George Lucas Had the Idea for The Volume a Decade Ago

Before Jon Favreau was able to finally work with Lucasfilm to crack The Volume, it was an idea that George Lucas had hoped to implement roughly a decade earlier.

In this episode of The Mandalorian documentary series, first season director Bryce Dallas Howard remembers having a conversation with George Lucas about 20 years ago when he told her that one day in future people would be able to make movies like Star Wars in their garage. He believed locations created with visual effects could look just as real as an on-location shoot. Lucas even intended on realizing that dream himself, as revealed by Kathleen Kennedy in one of the episode's roundtable discussions.

Back in the early 2010s, George Lucas made a bid to expand the reach of the motion picture facility known as Skywalker Ranch with a 269,000-square-foot complex that would include a 51-foot-tall, mission-style compound with two 85-foot towers, two indoor sound stages and a large outdoor stage. The expansion known as The Grady Ranch project would have generated hundreds of high-paying jobs and tax revenue, but unfortunately, a bunch of rich snobs got in the way.

Lucas intended to break ground on the studio in 2013, but in April of 2012, he withdrew his bid after local homeowners strongly opposed the project based on the presumed increase in traffic and noise, not to mention throwing in claims of environmental damage in order to make it seem like they cared about something other than themselves. The outcry resulted in George Lucas abandoning the project.
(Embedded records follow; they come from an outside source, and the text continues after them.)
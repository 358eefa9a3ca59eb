// Keystrata — History actions

use std::fmt;

/// An action that produces a new history state. Its description labels the
/// corresponding undo/redo step.
pub trait HistoryAction: fmt::Debug {
    fn history_description(&self) -> String;
}

impl HistoryAction for &'static str {
    fn history_description(&self) -> String {
        (*self).to_string()
    }
}

impl HistoryAction for String {
    fn history_description(&self) -> String {
        self.clone()
    }
}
Rumor has it that this is where George Lucas intended to produce what would have been the first live-action Star Wars series, Star Wars: Underworld, utilizing state-of-the-art technology to make a live-action Star Wars series affordable. There were also rumblings that his plans for a Star Wars sequel trilogy, which we've only ever briefly heard about from Lucas himself, would have unfolded at this facility too. Unfortunately, after the studio plan fell apart, he sold Lucasfilm to Disney six months later, and the rest is (ongoing) history.

Could George Lucas have changed filmmaking again if he was able to build this studio? Would the technology 10 years ago have been capable of realizing George Lucas' dream? It's hard to say. Like James Cameron, Lucas has always been a filmmaker whose ideas require new technology to be innovated in order to be fully realized, and I have no doubt that he would have at least advanced the technology of the time. But now history will name The Mandalorian as the first production to use real time rendering and in-camera set extensions and effects through video walls. The technology is so convincing that a smoke effect within one of the video walls of the virtual set tricked a crew member into thinking there was a fire. That's pretty damn impressive.

Even though there isn't a lot of trivia to learn from the fourth episode of Disney Gallery: The Mandalorian, the best thing about the episode is the footage of the set showing The Volume in action. It's actually kind of trippy seeing the video walls change with camera movement, especially during the finale scenes were the main characters are on a boat in a lava river, but the environment is shifting around them to create the illusion of movement.

The fourth episode of Disney Gallery: The Mandalorian is available on Disney+ now.